Когда мне было около шести, приезжала молодая женщина, чтобы узнать обо мне и передала мне новое симпатичное платье, игрушку и пакет со сладостями и фруктами. Тогда я узнала от нянечки - тети Маруси, что это была моя мама. Она отказалась от меня в роддоме, потому что не хотела ребенка от насильника-цыгана, а аборт не сделала из-за того, что боялась, что больше не сможет стать матерью. Отца посадили, а она оставила меня в роддоме, ей на момент родов едва исполнилось шестнадцать. Но няня при этом добавила, видя, как я расстроилась, что моя мать сама добровольно была с ним, а потом, когда узнала о беременности, испугалась наказания (родители моей мамы были очень строгие), вот и оговорила отца. Цыгане приходили, просили, чтобы не сажали в тюрьму провинившегося (ранние браки, как и раннее созревание для них нормально), ведь ему едва исполнилось восемнадцать, готовы были взять снохой ее, или деньги заплатить и ребенка забрать. Но родители моей матери были категоричны: отца посадили, меня в детдом, а мать замуж за хорошего человека. Оказалось, что няня была из того малюсенького городка, что и мои родители. Естественно, что подарки я не взяла, а мать даже видеть не захотела. Мне неоднократно предлагали найти родню по отцу, но я была категорична: раз они не стали меня искать, то и мне этого делать не нужно. Они меня возненавидят за то, что мать сделала с отцом, да и у него, скорее всего, другая семья.

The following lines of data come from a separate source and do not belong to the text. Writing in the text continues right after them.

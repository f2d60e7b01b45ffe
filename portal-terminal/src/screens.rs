use anyhow::Result;
use expert_portal::completion::{COMPLETION_BODY, COMPLETION_HINT, COMPLETION_TITLE};
use expert_portal::{
    ActionOutcome, AuthForm, AuthMode, AuthOutcome, CompletionScreen, Dashboard, Decision,
    ExpertApi, FeedbackFlow, FeedbackState, Navigator, PortalConfig, PortalError, Route,
    SessionManager, Tab,
};
use std::sync::Arc;
use tokio::sync::mpsc::UnboundedReceiver;
use tracing::{debug, warn};

use crate::prompt::{Prompt, pick};
use crate::render;

const DASHBOARD_HELP: &str = "Commands: tab <1-5> | confirm <id> | reject <id> | edit | \
                              feedback <id> | logout | quit";

/// Drives the portal screens, following the routes the screens navigate to.
pub struct Portal {
    api: Arc<dyn ExpertApi>,
    sessions: SessionManager,
    navigator: Arc<dyn Navigator>,
    routes: UnboundedReceiver<Route>,
    config: PortalConfig,
    prompt: Prompt,
}

impl Portal {
    pub fn new(
        api: Arc<dyn ExpertApi>,
        sessions: SessionManager,
        navigator: Arc<dyn Navigator>,
        routes: UnboundedReceiver<Route>,
        config: PortalConfig,
    ) -> Self {
        Self {
            api,
            sessions,
            navigator,
            routes,
            config,
            prompt: Prompt::new(),
        }
    }

    pub async fn run(mut self, start: Route) -> Result<()> {
        let mut route = start;
        loop {
            let session = match self.sessions.current().await {
                Ok(session) => session,
                Err(e) => {
                    warn!("Could not read stored session: {}", e);
                    None
                }
            };
            let target = route.guard(session.as_ref());
            debug!("Showing {}", target);

            let next = match &target {
                Route::Login => self.login().await?,
                Route::Profile => self.profile().await?,
                Route::Feedback { .. } => self.feedback(&target).await?,
                Route::FeedbackCompletion => self.completion().await?,
            };
            match next {
                Some(next) => route = next,
                None => return Ok(()),
            }
        }
    }

    /// Wait for the navigation a screen scheduled.
    async fn next_route(&mut self) -> Option<Route> {
        self.routes.recv().await
    }

    fn pending_route(&mut self) -> Option<Route> {
        self.routes.try_recv().ok()
    }

    async fn login(&mut self) -> Result<Option<Route>> {
        let mut form = AuthForm::new(
            self.api.clone(),
            self.sessions.clone(),
            self.navigator.clone(),
            &self.config,
        );
        if form.mount().await {
            return Ok(self.next_route().await);
        }

        loop {
            let title = match form.mode() {
                AuthMode::SignIn => "Expert Login",
                AuthMode::SignUp => "Expert Sign Up",
            };
            println!("\n== {} == (blank email to switch, ctrl-d to quit)", title);

            let Some(email) = self.prompt.ask("Email").await? else {
                return Ok(None);
            };
            if email.is_empty() {
                form.toggle_mode();
                continue;
            }

            if form.mode() == AuthMode::SignUp {
                let Some(name) = self.prompt.ask("Name").await? else {
                    return Ok(None);
                };
                let Some(mobile) = self.prompt.ask("Mobile").await? else {
                    return Ok(None);
                };
                let Some(specialization) = self.prompt.ask("Specialization").await? else {
                    return Ok(None);
                };
                let fields = form.fields_mut();
                fields.name = name;
                fields.mobile = mobile;
                fields.specialization = specialization;
            }

            let Some(password) = self.prompt.ask("Password").await? else {
                return Ok(None);
            };
            form.fields_mut().email = email;
            form.fields_mut().password = password;

            if form.mode() == AuthMode::SignUp {
                let Some(confirm) = self.prompt.ask("Confirm password").await? else {
                    return Ok(None);
                };
                form.fields_mut().confirm_password = confirm;
            }

            match form.submit().await {
                AuthOutcome::SignedIn { .. } => {
                    println!("{}", form.message().unwrap_or_default());
                    return Ok(self.next_route().await);
                }
                AuthOutcome::Registered { switch_after } => {
                    println!("{}", form.message().unwrap_or_default());
                    tokio::time::sleep(switch_after).await;
                    form.finish_registration();
                }
                AuthOutcome::Failed => {
                    if let Some(error) = form.error() {
                        println!("{}", error);
                    }
                }
            }
        }
    }

    async fn profile(&mut self) -> Result<Option<Route>> {
        let Some(dashboard) = Dashboard::mount(
            self.api.clone(),
            self.sessions.clone(),
            self.navigator.clone(),
        )
        .await
        else {
            return Ok(self.next_route().await);
        };

        loop {
            println!("\n{}", render::dashboard(&dashboard.snapshot()));
            println!("{}", DASHBOARD_HELP);

            let Some(line) = self.prompt.ask(">").await? else {
                return Ok(None);
            };
            let (command, arg) = match line.split_once(' ') {
                Some((command, arg)) => (command, arg.trim()),
                None => (line.as_str(), ""),
            };

            match command {
                "tab" => match arg.parse::<usize>().ok().and_then(|n| {
                    n.checked_sub(1).and_then(|idx| Tab::ALL.get(idx).copied())
                }) {
                    Some(tab) => dashboard.switch_tab(tab).await,
                    None => println!("Unknown tab: {}", arg),
                },
                "confirm" | "reject" if !arg.is_empty() => {
                    let decision = if command == "confirm" {
                        Decision::Confirmed
                    } else {
                        Decision::Rejected
                    };
                    if dashboard.decide(arg, decision).await == ActionOutcome::Refused {
                        println!("Still waiting on the previous request for {}", arg);
                    }
                }
                "edit" => self.edit_profile(&dashboard).await?,
                "feedback" if !arg.is_empty() => {
                    dashboard.fill_feedback(arg);
                }
                "logout" => dashboard.logout().await,
                "quit" | "exit" => return Ok(None),
                "" => {}
                _ => println!("Unknown command: {}", line),
            }

            if let Some(route) = self.pending_route() {
                return Ok(Some(route));
            }
        }
    }

    async fn edit_profile(&mut self, dashboard: &Dashboard) -> Result<()> {
        dashboard.begin_edit();
        let Some(draft) = dashboard.snapshot().draft else {
            dashboard.cancel_edit();
            println!("Profile is not loaded yet.");
            return Ok(());
        };

        let fields = [
            ("Name", draft.name.clone()),
            ("Specialization", draft.specialization.clone()),
            ("Address", draft.address.clone()),
            ("Gender", draft.gender.clone()),
        ];
        let mut answers = Vec::with_capacity(fields.len());
        for (label, current) in &fields {
            match self.prompt.ask_with_default(label, current).await? {
                Some(answer) => answers.push(answer),
                None => {
                    dashboard.cancel_edit();
                    return Ok(());
                }
            }
        }

        if let [name, specialization, address, gender] = answers.as_slice() {
            dashboard.edit_draft(|draft| {
                draft.name = name.clone();
                draft.specialization = specialization.clone();
                draft.address = address.clone();
                draft.gender = gender.clone();
            });
        }

        if dashboard.save_profile().await == ActionOutcome::Failed {
            dashboard.cancel_edit();
        }
        Ok(())
    }

    async fn feedback(&mut self, route: &Route) -> Result<Option<Route>> {
        let flow = FeedbackFlow::for_route(
            self.api.clone(),
            self.navigator.clone(),
            route,
            &self.config,
        );
        let Some(appointment_id) = flow.appointment_id().map(str::to_string) else {
            println!("No appointment selected.");
            return Ok(Some(Route::Profile));
        };
        println!("\n== Feedback for appointment {} ==", appointment_id);

        let mut state = flow.load().await;
        loop {
            match state {
                FeedbackState::Presenting(question) => {
                    print!("\n{}", render::question(&question));
                    let Some(line) = self.prompt.ask("Answer").await? else {
                        return Ok(None);
                    };
                    let answer = if question.options.is_empty() {
                        line
                    } else {
                        match pick(&line, &question.options) {
                            Some(option) => option.to_string(),
                            None => {
                                println!("Choose one of the listed options.");
                                state = flow.state();
                                continue;
                            }
                        }
                    };
                    state = match flow.answer(answer).await {
                        Ok(state) => state,
                        Err(PortalError::InvalidAnswer(reason)) => {
                            println!("{}", reason);
                            flow.state()
                        }
                        Err(e) => return Err(e.into()),
                    };
                }
                FeedbackState::Completed => return Ok(self.next_route().await),
                FeedbackState::Failed(message) => {
                    println!("{}", message);
                    self.prompt.ask("Press enter to return to your profile").await?;
                    return Ok(Some(Route::Profile));
                }
                other => {
                    debug!("Feedback flow idle in {:?}", other);
                    return Ok(Some(Route::Profile));
                }
            }
        }
    }

    async fn completion(&mut self) -> Result<Option<Route>> {
        println!("\n{}\n{}\n{}", COMPLETION_TITLE, COMPLETION_BODY, COMPLETION_HINT);
        let _screen =
            CompletionScreen::mount(self.navigator.clone(), self.config.completion_redirect_delay());
        Ok(self.next_route().await)
    }
}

Чем старше становилась, тем сильнее во мне пробуждались цыганские корни. Если в детстве и подростковом возрасте я была угловатая: то ли парень, то ли девушка, не пойми какой нации, - то в пятнадцать лет расцвела: оформилась грудь, появилась тонкая талия, стройные ноги и длинные кудрявые черные волосы. В детдомовской самодеятельности всегда пела и танцевала лучше других, участвовала в драмкружках, выезжала на спартакиады. Это мне принесло проблемы, большие проблемы. На меня стали заглядываться не только ребята, но и взрослые мужчины, в их числе директор детдома.

Но беда пришла оттуда, откуда не ждала. Мы закончили девятый класс, сдали экзамены и праздновали тихонько от администрации детдома. Мы – это я и мои подруги Катя и Лера, а также четверо ребят из класса. После того, как парни распили бутылку водки, а мы вино, девочек потянуло на откровенный разговор, и тогда я узнала, что обе мои подруги часто бывают «под Колобком» (так детдомовцы называли директора за излишнюю полноту), и то, что у меня не было парня. Уж не знаю, на что они обозлились, но вскоре я узнала, что это такое. Меня насиловали по очереди четверо парней, а так называемые подруги держали, чтобы я не дергалась.